RECORDS SUPPLIED:

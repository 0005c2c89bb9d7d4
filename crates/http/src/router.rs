//! Router builder assembling module routes, middleware, and docs.

use axum::{http::StatusCode, response::Response, routing::get, Router};
use std::time::Duration;
use tower_http::{
    cors::{Any, CorsLayer},
    request_id::{MakeRequestUuid, SetRequestIdLayer},
    timeout::TimeoutLayer,
    trace::{DefaultMakeSpan, DefaultOnRequest, DefaultOnResponse, TraceLayer},
};

use bookstore_kernel::ModuleRegistry;

use crate::error::{error_response, ErrorBody};

/// Builder for constructing the main HTTP router
pub struct RouterBuilder {
    router: Router,
}

impl RouterBuilder {
    /// Create a new router builder
    pub fn new() -> Self {
        Self {
            router: Router::new(),
        }
    }

    /// Add a route to the router
    pub fn route(mut self, path: &str, route: axum::routing::MethodRouter) -> Self {
        self.router = self.router.route(path, route);
        self
    }

    /// Mount a module's router under `/api/{module_name}`
    pub fn mount_module(mut self, module_name: &str, module_router: Router) -> Self {
        let api_path = format!("/api/{}", module_name);
        self.router = self.router.nest(&api_path, module_router);
        self
    }

    /// Add tracing middleware
    pub fn with_tracing(mut self) -> Self {
        self.router = self.router.layer(
            TraceLayer::new_for_http()
                .make_span_with(DefaultMakeSpan::new().include_headers(true))
                .on_request(DefaultOnRequest::new().level(tracing::Level::INFO))
                .on_response(DefaultOnResponse::new().level(tracing::Level::INFO)),
        );
        self
    }

    /// Add CORS middleware
    pub fn with_cors(mut self) -> Self {
        self.router = self.router.layer(
            CorsLayer::new()
                .allow_origin(Any)
                .allow_methods(Any)
                .allow_headers(Any),
        );
        self
    }

    /// Add request ID middleware
    pub fn with_request_id(mut self) -> Self {
        self.router = self
            .router
            .layer(SetRequestIdLayer::x_request_id(MakeRequestUuid));
        self
    }

    /// Add timeout middleware
    pub fn with_timeout(mut self, timeout_ms: u64) -> Self {
        self.router = self
            .router
            .layer(TimeoutLayer::new(Duration::from_millis(timeout_ms)));
        self
    }

    /// Add the machine-readable 404 fallback for unmatched paths
    pub fn with_fallback(mut self) -> Self {
        self.router = self.router.fallback(route_not_found);
        self
    }

    /// Add OpenAPI documentation by collecting specs from all modules
    pub fn with_openapi(mut self, registry: &ModuleRegistry) -> Self {
        let mut openapi_spec = serde_json::json!({
            "openapi": "3.0.0",
            "info": {
                "title": "Bookstore API",
                "version": "1.0.0",
                "description": "CRUD REST API for the book catalog"
            },
            "paths": {},
            "components": {
                "schemas": {}
            }
        });

        // Common failure envelope schema shared by every endpoint
        openapi_spec["components"]["schemas"]["ErrorResponse"] = serde_json::json!({
            "type": "object",
            "properties": {
                "success": {
                    "type": "boolean"
                },
                "error": {
                    "type": "object",
                    "properties": {
                        "message": {
                            "type": "string"
                        },
                        "code": {
                            "type": "string"
                        },
                        "detail": {
                            "type": "string"
                        }
                    },
                    "required": ["message"]
                }
            },
            "required": ["success", "error"]
        });

        // Collect OpenAPI specs from all modules
        for module in registry.modules() {
            if let Some(module_spec) = module.openapi() {
                // Merge paths from module, prefixed with /api/{module_name}
                if let Some(paths) = module_spec.get("paths").and_then(|p| p.as_object()) {
                    for (path, path_item) in paths {
                        let prefixed_path = format!("/api/{}{}", module.name(), path);
                        openapi_spec["paths"][prefixed_path] = path_item.clone();
                    }
                }

                // Merge schemas from module
                if let Some(schemas) = module_spec
                    .get("components")
                    .and_then(|c| c.get("schemas"))
                    .and_then(|s| s.as_object())
                {
                    for (schema_name, schema_def) in schemas {
                        openapi_spec["components"]["schemas"][schema_name] = schema_def.clone();
                    }
                }
            }
        }

        // Deserialize the merged JSON into a utoipa OpenApi object so
        // SwaggerUI can serve it.
        let openapi_obj: utoipa::openapi::OpenApi = serde_json::from_value(openapi_spec.clone())
            .unwrap_or_else(|error| {
                tracing::warn!(
                    %error,
                    "merged OpenAPI document is invalid; serving a minimal spec"
                );
                utoipa::openapi::OpenApiBuilder::new()
                    .info(
                        utoipa::openapi::InfoBuilder::new()
                            .title("Bookstore API")
                            .version("1.0.0")
                            .build(),
                    )
                    .build()
            });

        self.router = self.router.merge(
            utoipa_swagger_ui::SwaggerUi::new("/swagger-ui")
                .url("/api-docs/openapi.json", openapi_obj.clone()),
        );

        // Also serve the raw JSON spec for external consumers
        self.router = self.router.route(
            "/docs/openapi.json",
            get(move || async move { axum::Json(openapi_spec.clone()) }),
        );

        self
    }

    /// Build the final router
    pub fn build(self) -> Router {
        self.router
    }
}

impl Default for RouterBuilder {
    fn default() -> Self {
        Self::new()
    }
}

/// Catch-all handler for unmatched method+path combinations
async fn route_not_found() -> Response {
    error_response(
        StatusCode::NOT_FOUND,
        ErrorBody {
            message: "Route not found".to_string(),
            code: Some("NOT_FOUND".to_string()),
            detail: None,
        },
    )
}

WHAT NEEDS TO BE DONE:
Every record above must be printed again exactly.

ANSWER TO THIS TASK:
repository 0005c2c89bb9d7d4
filename crates/http/src/router.rs
//! Router builder assembling module routes, middleware, and docs.

use axum::{http::StatusCode, response::Response, routing::get, Router};
use std::time::Duration;
use tower_http::{
    cors::{Any, CorsLayer},
    request_id::{MakeRequestUuid, SetRequestIdLayer},
    timeout::TimeoutLayer,
    trace::{DefaultMakeSpan, DefaultOnRequest, DefaultOnResponse, TraceLayer},
};

use bookstore_kernel::ModuleRegistry;

use crate::error::{error_response, ErrorBody};

/// Builder for constructing the main HTTP router
pub struct RouterBuilder {
    router: Router,
}

impl RouterBuilder {
    /// Create a new router builder
    pub fn new() -> Self {
        Self {
            router: Router::new(),
        }
    }

    /// Add a route to the router
    pub fn route(mut self, path: &str, route: axum::routing::MethodRouter) -> Self {
        self.router = self.router.route(path, route);
        self
    }

    /// Mount a module's router under `/api/{module_name}`
    pub fn mount_module(mut self, module_name: &str, module_router: Router) -> Self {
        let api_path = format!("/api/{}", module_name);
        self.router = self.router.nest(&api_path, module_router);
        self
    }

    /// Add tracing middleware
    pub fn with_tracing(mut self) -> Self {
        self.router = self.router.layer(
            TraceLayer::new_for_http()
                .make_span_with(DefaultMakeSpan::new().include_headers(true))
                .on_request(DefaultOnRequest::new().level(tracing::Level::INFO))
                .on_response(DefaultOnResponse::new().level(tracing::Level::INFO)),
        );
        self
    }

    /// Add CORS middleware
    pub fn with_cors(mut self) -> Self {
        self.router = self.router.layer(
            CorsLayer::new()
                .allow_origin(Any)
                .allow_methods(Any)
                .allow_headers(Any),
        );
        self
    }

    /// Add request ID middleware
    pub fn with_request_id(mut self) -> Self {
        self.router = self
            .router
            .layer(SetRequestIdLayer::x_request_id(MakeRequestUuid));
        self
    }

    /// Add timeout middleware
    pub fn with_timeout(mut self, timeout_ms: u64) -> Self {
        self.router = self
            .router
            .layer(TimeoutLayer::new(Duration::from_millis(timeout_ms)));
        self
    }

    /// Add the machine-readable 404 fallback for unmatched paths
    pub fn with_fallback(mut self) -> Self {
        self.router = self.router.fallback(route_not_found);
        self
    }

    /// Add OpenAPI documentation by collecting specs from all modules
    pub fn with_openapi(mut self, registry: &ModuleRegistry) -> Self {
        let mut openapi_spec = serde_json::json!({
            "openapi": "3.0.0",
            "info": {
                "title": "Bookstore API",
                "version": "1.0.0",
                "description": "CRUD REST API for the book catalog"
            },
            "paths": {},
            "components": {
                "schemas": {}
            }
        });

        // Common failure envelope schema shared by every endpoint
        openapi_spec["components"]["schemas"]["ErrorResponse"] = serde_json::json!({
            "type": "object",
            "properties": {
                "success": {
                    "type": "boolean"
                },
                "error": {
                    "type": "object",
                    "properties": {
                        "message": {
                            "type": "string"
                        },
                        "code": {
                            "type": "string"
                        },
                        "detail": {
                            "type": "string"
                        }
                    },
                    "required": ["message"]
                }
            },
            "required": ["success", "error"]
        });

        // Collect OpenAPI specs from all modules
        for module in registry.modules() {
            if let Some(module_spec) = module.openapi() {
                // Merge paths from module, prefixed with /api/{module_name}
                if let Some(paths) = module_spec.get("paths").and_then(|p| p.as_object()) {
                    for (path, path_item) in paths {
                        let prefixed_path = format!("/api/{}{}", module.name(), path);
                        openapi_spec["paths"][prefixed_path] = path_item.clone();
                    }
                }

                // Merge schemas from module
                if let Some(schemas) = module_spec
                    .get("components")
                    .and_then(|c| c.get("schemas"))
                    .and_then(|s| s.as_object())
                {
                    for (schema_name, schema_def) in schemas {
                        openapi_spec["components"]["schemas"][schema_name] = schema_def.clone();
                    }
                }
            }
        }

        // Deserialize the merged JSON into a utoipa OpenApi object so
        // SwaggerUI can serve it.
        let openapi_obj: utoipa::openapi::OpenApi = serde_json::from_value(openapi_spec.clone())
            .unwrap_or_else(|error| {
                tracing::warn!(
                    %error,
                    "merged OpenAPI document is invalid; serving a minimal spec"
                );
                utoipa::openapi::OpenApiBuilder::new()
                    .info(
                        utoipa::openapi::InfoBuilder::new()
                            .title("Bookstore API")
                            .version("1.0.0")
                            .build(),
                    )
                    .build()
            });

        self.router = self.router.merge(
            utoipa_swagger_ui::SwaggerUi::new("/swagger-ui")
                .url("/api-docs/openapi.json", openapi_obj.clone()),
        );

        // Also serve the raw JSON spec for external consumers
        self.router = self.router.route(
            "/docs/openapi.json",
            get(move || async move { axum::Json(openapi_spec.clone()) }),
        );

        self
    }

    /// Build the final router
    pub fn build(self) -> Router {
        self.router
    }
}

impl Default for RouterBuilder {
    fn default() -> Self {
        Self::new()
    }
}

/// Catch-all handler for unmatched method+path combinations
async fn route_not_found() -> Response {
    error_response(
        StatusCode::NOT_FOUND,
        ErrorBody {
            message: "Route not found".to_string(),
            code: Some("NOT_FOUND".to_string()),
            detail: None,
        },
    )
}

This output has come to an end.